→ Work required:
Out of the listing below, copy every line that carries the string "WeakpointHitResult".

→ Working data:
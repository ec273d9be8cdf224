// Clippy allows
#![allow(clippy::too_many_arguments)]

//! Average Common Substring distance over a Generalized Enhanced Suffix
//! Array.
//!
//! Usage: macs [-h] [-v] [-f <format>] [-Q <bytes>] <ref_seq> <target_seqs> <ref_color> <output>

use clap::Parser;
use std::io;
use std::path::{Path, PathBuf};
use std::process;

use clcp_macs::prelude::*;
use clcp_macs::streaming::{DReader, IdReader, IdWriter, LcpReader, LcpWriter, SymbolWriter};
use clcp_macs::types::{Len, Memory, SeqId};

#[derive(Parser)]
#[command(name = "macs")]
#[command(author = "Manish Kumar Bobbili")]
#[command(version)]
#[command(about = "Average Common Substring distance over a Generalized Enhanced Suffix Array", long_about = None)]
struct Cli {
    /// Print per-row forward-pass tracing to stdout.
    #[arg(short = 'v', long)]
    verbose: bool,

    /// Input format: 0 = separate .bwt/.lcp/.id files (default), 1 = combined .gesa.
    #[arg(short = 'f', long, default_value_t = 0)]
    format: u8,

    /// Memory budget for the rolling cLCP window, in bytes.
    #[arg(short = 'Q', long)]
    memory_budget: Option<Memory>,

    /// Base filename of the reference sequence's own suffix array.
    ref_seq: PathBuf,

    /// Base filename of the target collection.
    target_seqs: PathBuf,

    /// Integer color index of the reference within the collection.
    ref_color: SeqId,

    /// Base filename for the `.acs` output.
    output: PathBuf,
}

fn base(path: &Path, ext: &str) -> PathBuf {
    let mut s = path.as_os_str().to_owned();
    s.push(".");
    s.push(ext);
    PathBuf::from(s)
}

fn main() {
    let cli = Cli::parse();

    if let Err(e) = run(cli) {
        eprintln!("Error: {}", e);
        process::exit(1);
    }
}

/// Loads collection metadata from `target_seqs.info` if present, else
/// derives it from the raw collection files for the given input format.
fn load_collection(target_seqs: &Path, format: u8) -> Result<CollectionInfo> {
    let info_path = base(target_seqs, "info");
    if info_path.exists() {
        return CollectionInfo::load_text(&info_path);
    }
    match format {
        1 => CollectionInfo::from_gesa_scan(base(target_seqs, "gesa")),
        _ => CollectionInfo::from_bcr_scan(base(target_seqs, "bwt"), base(target_seqs, "id")),
    }
}

fn run(cli: Cli) -> Result<()> {
    if cli.format > 1 {
        return Err(AcsError::usage(
            "Cli",
            "parse",
            format!("-f must be 0 (bwt/lcp/id) or 1 (gesa), got {}", cli.format),
        ));
    }

    let collection = load_collection(&cli.target_seqs, cli.format)?;
    collection.validate()?;

    if !collection.has_color(cli.ref_color) {
        return Err(AcsError::integrity(
            "Cli",
            "run",
            format!("reference color {} is not present in the collection", cli.ref_color),
        ));
    }

    let m = collection.sequence_count();
    let n_x = collection
        .sequence_length(cli.ref_color)
        .expect("checked has_color above");

    let memory_budget = cli.memory_budget.unwrap_or(clcp_macs::config::DEFAULT_MEMORY_BUDGET);
    let min_budget = (m as Memory) * (std::mem::size_of::<Len>() as Memory);
    if memory_budget < min_budget {
        return Err(AcsError::contract(
            "Cli",
            "run",
            format!(
                "memory budget {} is too small to hold one row ({} colors x {} bytes = {} bytes minimum)",
                memory_budget,
                m,
                std::mem::size_of::<Len>(),
                min_budget
            ),
        ));
    }
    let q = window_depth(memory_budget, m, n_x as u64);

    // When the collection is a single combined GESA file, split it once
    // into the id/lcp sidecars both scans below read; no Seek is needed
    // on the GESA input itself since the split is a single forward pass.
    let (id_path, lcp_path): (PathBuf, PathBuf);
    let _split_bwt;
    let _split_lcp;
    let _split_id;
    if cli.format == 1 {
        let gesa_reader = clcp_macs::streaming::GesaReader::open(base(&cli.target_seqs, "gesa"))
            .map_err(|e| AcsError::open("Cli", "run", base(&cli.target_seqs, "gesa"), e))?;
        let bwt_tmp = tempfile::NamedTempFile::new()?;
        let lcp_tmp = tempfile::NamedTempFile::new()?;
        let id_tmp = tempfile::NamedTempFile::new()?;
        split_gesa(
            gesa_reader,
            SymbolWriter::create(bwt_tmp.path())?,
            LcpWriter::create(lcp_tmp.path())?,
            IdWriter::create(id_tmp.path())?,
        )?;
        id_path = id_tmp.path().to_path_buf();
        lcp_path = lcp_tmp.path().to_path_buf();
        _split_bwt = Some(bwt_tmp);
        _split_lcp = Some(lcp_tmp);
        _split_id = Some(id_tmp);
    } else {
        id_path = base(&cli.target_seqs, "id");
        lcp_path = base(&cli.target_seqs, "lcp");
        _split_bwt = None;
        _split_lcp = None;
        _split_id = None;
    }

    let ref_lcp_path = base(&cli.ref_seq, "lcp");

    // D-generator: one forward scan of (id, lcp).
    let mut d_scratch = tempfile::tempfile()?;
    let dgen_stats = {
        let id_r = IdReader::open(&id_path).map_err(|e| AcsError::open("Cli", "run", &id_path, e))?;
        let lcp_r =
            LcpReader::open(&lcp_path).map_err(|e| AcsError::open("Cli", "run", &lcp_path, e))?;
        let d_w = LcpWriter::new(&mut d_scratch);
        DGenerator::new(cli.ref_color).run_streams(id_r, lcp_r, d_w)?
    };
    if cli.verbose {
        eprintln!("{}", dgen_stats);
    }
    use std::io::Seek;
    d_scratch.seek(std::io::SeekFrom::Start(0))?;

    // Forward pass: joint scan of (id, lcp, d, ref-lcp).
    let mut clcp_scratch = tempfile::tempfile()?;
    let forward_stats = {
        let id_r = IdReader::open(&id_path).map_err(|e| AcsError::open("Cli", "run", &id_path, e))?;
        let lcp_r =
            LcpReader::open(&lcp_path).map_err(|e| AcsError::open("Cli", "run", &lcp_path, e))?;
        let d_r = DReader::new(&mut d_scratch);
        let lcp_x_r = LcpReader::open(&ref_lcp_path)
            .map_err(|e| AcsError::open("Cli", "run", &ref_lcp_path, e))?;
        let clcp_w = LcpWriter::new(&mut clcp_scratch);
        let mut stdout = io::stdout();
        let trace: Option<&mut dyn io::Write> = if cli.verbose { Some(&mut stdout) } else { None };
        ForwardPass::new(cli.ref_color, m, n_x as u64, q).run(id_r, lcp_r, d_r, lcp_x_r, clcp_w, trace)?
    };
    clcp_scratch.seek(std::io::SeekFrom::Start(0))?;

    // Backward pass: reverse scan over the spilled partial cLCP.
    let ref_lcp_file = std::fs::File::open(&ref_lcp_path)
        .map_err(|e| AcsError::open("Cli", "run", &ref_lcp_path, e))?;
    let backward_stats = BackwardPass::new(m, n_x as u64).run(&mut clcp_scratch, ref_lcp_file)?;

    if cli.verbose {
        eprintln!("{}", forward_stats);
        eprintln!("{}", backward_stats);
    }

    let mut lengths = vec![0 as Len; m];
    for (&color, &length) in collection.colors() {
        lengths[color as usize] = length;
    }

    let distances = AcsDistanceComputer::new(cli.ref_color, m).compute(
        n_x,
        &lengths,
        &backward_stats.score_x,
        &forward_stats.score_r,
    )?;

    write_acs_file(base(&cli.output, "acs"), cli.ref_color, &distances)?;

    Ok(())
}
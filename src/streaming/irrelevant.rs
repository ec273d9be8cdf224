//! Bit-packed "irrelevant" flag stream.
//!
//! One bit per GESA row, packed LSB-first within each byte. This stream
//! is produced/consumed by auxiliary passes outside the critical cLCP
//! path (see the component note in the design: "not on the critical
//! path"), but is part of the buffered-record-stream family described
//! alongside the typed readers/writers.

use std::io::{Read, Write};

pub struct IrrelevantBitWriter<W: Write> {
    inner: W,
    current: u8,
    bit_pos: u8,
    bits_written: u64,
}

impl<W: Write> IrrelevantBitWriter<W> {
    pub fn new(inner: W) -> Self {
        Self { inner, current: 0, bit_pos: 0, bits_written: 0 }
    }

    pub fn write_bit(&mut self, bit: bool) -> std::io::Result<()> {
        if bit {
            self.current |= 1 << self.bit_pos;
        }
        self.bit_pos += 1;
        self.bits_written += 1;
        if self.bit_pos == 8 {
            self.inner.write_all(&[self.current])?;
            self.current = 0;
            self.bit_pos = 0;
        }
        Ok(())
    }

    pub fn flush(&mut self) -> std::io::Result<()> {
        if self.bit_pos > 0 {
            self.inner.write_all(&[self.current])?;
            self.current = 0;
            self.bit_pos = 0;
        }
        self.inner.flush()
    }

    /// Total bits written so far; the reader needs this count to know
    /// where padding begins in the final byte.
    pub fn bits_written(&self) -> u64 {
        self.bits_written
    }
}

/// Reads exactly `bit_count` bits from a packed stream, LSB-first.
pub struct IrrelevantBitReader<R: Read> {
    inner: R,
    bit_count: u64,
    bits_read: u64,
    current: u8,
    bit_pos: u8,
}

impl<R: Read> IrrelevantBitReader<R> {
    pub fn new(inner: R, bit_count: u64) -> Self {
        Self { inner, bit_count, bits_read: 0, current: 0, bit_pos: 8 }
    }

    pub fn read_bit(&mut self) -> std::io::Result<Option<bool>> {
        if self.bits_read >= self.bit_count {
            return Ok(None);
        }
        if self.bit_pos == 8 {
            let mut byte = [0u8; 1];
            let n = self.inner.read(&mut byte)?;
            if n == 0 {
                return Ok(None);
            }
            self.current = byte[0];
            self.bit_pos = 0;
        }
        let bit = (self.current >> self.bit_pos) & 1 == 1;
        self.bit_pos += 1;
        self.bits_read += 1;
        Ok(Some(bit))
    }
}

#[cfg(test)]
mod tests {
    use super::*;

    #[test]
    fn round_trips_arbitrary_bit_count() {
        let bits = [true, false, false, true, true, true, false, false, true, true];
        let mut raw = Vec::new();
        {
            let mut w = IrrelevantBitWriter::new(&mut raw);
            for &b in &bits {
                w.write_bit(b).unwrap();
            }
            w.flush().unwrap();
        }
        let mut r = IrrelevantBitReader::new(raw.as_slice(), bits.len() as u64);
        let mut got = Vec::new();
        while let Some(b) = r.read_bit().unwrap() {
            got.push(b);
        }
        assert_eq!(got, bits);
    }

    #[test]
    fn stops_at_bit_count_not_byte_boundary() {
        let mut raw = Vec::new();
        {
            let mut w = IrrelevantBitWriter::new(&mut raw);
            for _ in 0..3 {
                w.write_bit(true).unwrap();
            }
            w.flush().unwrap();
        }
        assert_eq!(raw.len(), 1);
        let mut r = IrrelevantBitReader::new(raw.as_slice(), 3);
        let mut count = 0;
        while r.read_bit().unwrap().is_some() {
            count += 1;
        }
        assert_eq!(count, 3);
    }
}
//! Tunable practice amounts

use serde::{Deserialize, Serialize};
use std::time::Duration;

/// How much proficiency practice each combat event is worth
#[derive(Debug, Clone, PartialEq, Serialize, Deserialize)]
pub struct PracticeConstants {
    /// Seconds of practice for landing a hit
    #[serde(default = "default_hit_seconds")]
    pub hit_seconds: u64,
    /// Seconds of practice for a kill
    #[serde(default = "default_kill_seconds")]
    pub kill_seconds: u64,
    /// Seconds of practice for a dissection
    #[serde(default = "default_dissect_seconds")]
    pub dissect_seconds: u64,
}

impl Default for PracticeConstants {
    fn default() -> Self {
        PracticeConstants {
            hit_seconds: default_hit_seconds(),
            kill_seconds: default_kill_seconds(),
            dissect_seconds: default_dissect_seconds(),
        }
    }
}

fn default_hit_seconds() -> u64 {
    60
}
fn default_kill_seconds() -> u64 {
    5 * 60
}
fn default_dissect_seconds() -> u64 {
    30 * 60
}

impl PracticeConstants {
    pub fn hit(&self) -> Duration {
        Duration::from_secs(self.hit_seconds)
    }

    pub fn kill(&self) -> Duration {
        Duration::from_secs(self.kill_seconds)
    }

    pub fn dissect(&self) -> Duration {
        Duration::from_secs(self.dissect_seconds)
    }
}
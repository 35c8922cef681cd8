//! Hit resolution - Apply a weak point to one incoming hit

use super::result::WeakpointHitResult;
use crate::attack::{StatusEffectSink, WeakpointAttack};
use crate::damage::{DamageInstance, Resistances};
use crate::weakpoint::{WeakpointFamilies, Weakpoints};
use rand::Rng;

/// Resolve a hit against a target's weak points
///
/// The order is fixed:
/// 1. Select the weak point struck
/// 2. Rescale a copy of the target's resistances by its armor modifiers
/// 3. Mitigate the damage with the rescaled resistances
/// 4. Apply its damage multipliers (crit multipliers on a crit)
/// 5. Roll its effects against the final total
pub fn resolve_weakpoint_hit(
    weakpoints: &Weakpoints,
    families: &WeakpointFamilies,
    attack: &WeakpointAttack<'_>,
    damage: &DamageInstance,
    resistances: &Resistances,
    sink: &mut dyn StatusEffectSink,
) -> WeakpointHitResult {
    let mut rng = rand::thread_rng();
    resolve_weakpoint_hit_with_rng(
        weakpoints,
        families,
        attack,
        damage,
        resistances,
        sink,
        &mut rng,
    )
}

/// Resolve a hit with a provided RNG (for deterministic testing)
pub fn resolve_weakpoint_hit_with_rng(
    weakpoints: &Weakpoints,
    families: &WeakpointFamilies,
    attack: &WeakpointAttack<'_>,
    damage: &DamageInstance,
    resistances: &Resistances,
    sink: &mut dyn StatusEffectSink,
    rng: &mut impl Rng,
) -> WeakpointHitResult {
    let weakpoint = weakpoints.select_weakpoint(attack, families, rng);

    let mut armor = *resistances;
    weakpoint.apply_to_resistances(&mut armor);

    let mut final_damage = damage.clone();
    let mitigated = armor.mitigate(&mut final_damage);

    weakpoint.apply_to_damage(&mut final_damage, attack.is_crit);
    let total_damage = final_damage.total();

    let effects_applied = weakpoint.apply_effects(sink, total_damage, attack, rng);

    tracing::debug!(
        weakpoint = %weakpoint.id,
        total_damage,
        mitigated,
        is_crit = attack.is_crit,
        effects = effects_applied.len(),
        "weakpoint hit resolved"
    );

    WeakpointHitResult {
        weakpoint_id: weakpoint.id.clone(),
        weakpoint_name: weakpoint.name.clone(),
        damage: final_damage,
        total_damage,
        mitigated,
        is_crit: attack.is_crit,
        effects_applied,
    }
}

→ Expected output:
use super::result::WeakpointHitResult;
) -> WeakpointHitResult {
) -> WeakpointHitResult {
    WeakpointHitResult {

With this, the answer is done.